I stopped trying to minimize it when I noticed that.

------
chii
It looks like his site is taken down due to bandwidth limit reached. Use
[http://webcache.googleusercontent.com/search?q=cache:http://...](http://webcache.googleusercontent.com/search?q=cache:http://fabiensanglard.net/rayTracing_back_of_business_card/index.php)
till it's back up.

------
xioxox
I like this extremely short postscript raytracer I saw quite a few years ago:

[http://www.is.titech.ac.jp/~sadayosi/lab/h-takasi/ops.html](http://www.is.titech.ac.jp/~sadayosi/lab/h-takasi/ops.html)

    
    
      %!IOPSC-1993 %%Creator: HAYAKAWA Takashi <h-takasi@is.titech.ac.jp>
      /C/neg/d/mul/R/rlineto/E/exp/H{{cvx def}repeat}def/T/dup/g/gt/r/roll/J/ifelse 8
      H/A/copy(z&v4QX&93r9AxYQOZomQalxS2w!!O&vMYa43d6r93rMYvx2dca!D&cjSnjSnjjS3o!v&6A
      X&55SAxM1CD7AjYxTTd62rmxCnTdSST0g&12wECST!&!J0g&D1!&xM0!J0g!l&544dC2Ac96ra!m&3A
      F&&vGoGSnCT0g&wDmlvGoS8wpn6wpS2wTCpS1Sd7ov7Uk7o4Qkdw!&Mvlx1S7oZES3w!J!J!Q&7185d
      Z&lx1CS9d9nE4!k&X&MY7!&1!J!x&jdnjdS3odS!N&mmx1C2wEc!G&150Nx4!n&2o!j&43r!U&0777d
      ]&2AY2A776ddT4oS3oSnMVC00VV0RRR45E42063rNz&v7UX&UOzF!F!J![&44ETCnVn!a&1CDN!Y&0M
      V1c&j2AYdjmMdjjd!o&1r!M){( )T 0 4 3 r put T(/)g{T(9)g{cvn}{cvi}J}{($)g{[}{]}J}J
      cvx}forall/moveto/p/floor/w/div/S/add 29 H[{[{]setgray fill}for Y}for showpage

------
szc
There are two other small ray tracers that can be examined. Both are winners
of the International Obfuscated C Code Contest.

Matt Zucker won in 2011 and Anders Gavare won in 2004.
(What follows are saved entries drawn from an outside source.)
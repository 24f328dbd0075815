//! Search stage: turn the analysis into a query and fetch a few articles.

use crate::agents::Task;
use crate::error::AdvisorError;
use crate::llm::LanguageModel;
use crate::output::Article;
use crate::postprocess::clean_model_output;
use crate::prompts::search_query_prompt;
use crate::search::SearchProvider;
use tracing::{info, warn};

/// Longest query sent to the search provider, in characters.
pub const MAX_QUERY_CHARS: usize = 256;

/// Ask the search agent for a query describing the analysis.
pub async fn derive_search_query(
    model: &dyn LanguageModel,
    task: &Task,
    analysis: &str,
) -> Result<String, AdvisorError> {
    let reply = model
        .generate(&task.system_prompt(), &search_query_prompt(analysis))
        .await?;
    Ok(clean_query(&reply, analysis))
}

/// Reduce a model reply to a single query line.
///
/// Takes the first non-empty line, strips surrounding quotes and caps the
/// length. An empty reply falls back to the head of the analysis.
pub fn clean_query(reply: &str, analysis: &str) -> String {
    let cleaned = clean_model_output(reply);
    let line = cleaned
        .lines()
        .map(str::trim)
        .find(|l| !l.is_empty())
        .unwrap_or("")
        .trim_matches(|c| c == '"' || c == '\'' || c == '`')
        .trim();

    let source = if line.is_empty() {
        warn!("Search agent returned no query; falling back to the analysis text");
        analysis.trim()
    } else {
        line
    };
    source.chars().take(MAX_QUERY_CHARS).collect()
}

/// Fetch up to `num_results` articles for `query`.
pub async fn search_health_articles(
    provider: &dyn SearchProvider,
    query: &str,
    num_results: usize,
) -> Result<Vec<Article>, AdvisorError> {
    info!("Searching for health articles: {}", query);
    let mut hits = provider.search(query, num_results).await?;
    hits.truncate(num_results);
    if hits.len() < num_results {
        info!("Search returned {} of {} requested articles", hits.len(), num_results);
    }
    Ok(hits)
}

/// Render hits as one `"{title}: {link}"` line each.
pub fn format_articles(articles: &[Article]) -> String {
    articles
        .iter()
        .map(|a| format!("{}: {}", a.title, a.link))
        .collect::<Vec<_>>()
        .join("\n")
}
They can be found here, [http://www.ioccc.org/years-
spoiler.html](http://www.ioccc.org/years-spoiler.html)

(The 22nd IOCCC is open for entries until 2013-Oct-03)

------
dinkumthinkum
Very nice article and straight to the point. It's really nice to see a pithy
discussion and impressive demonstration.

------
ggambetta
I love this kind of thing. I've made a similar one (minus texturing) in
Javascript, drawing to a Canvas; my current version is 975 bytes. Output, full
source and live demo here:
[http://gabrielgambetta.com/tiny_raytracer.html](http://gabrielgambetta.com/tiny_raytracer.html)

------
milesf
The output file is .aek but I can't figure out what to do with it. My Google-
fu is failing me this evening.

How do you view the output?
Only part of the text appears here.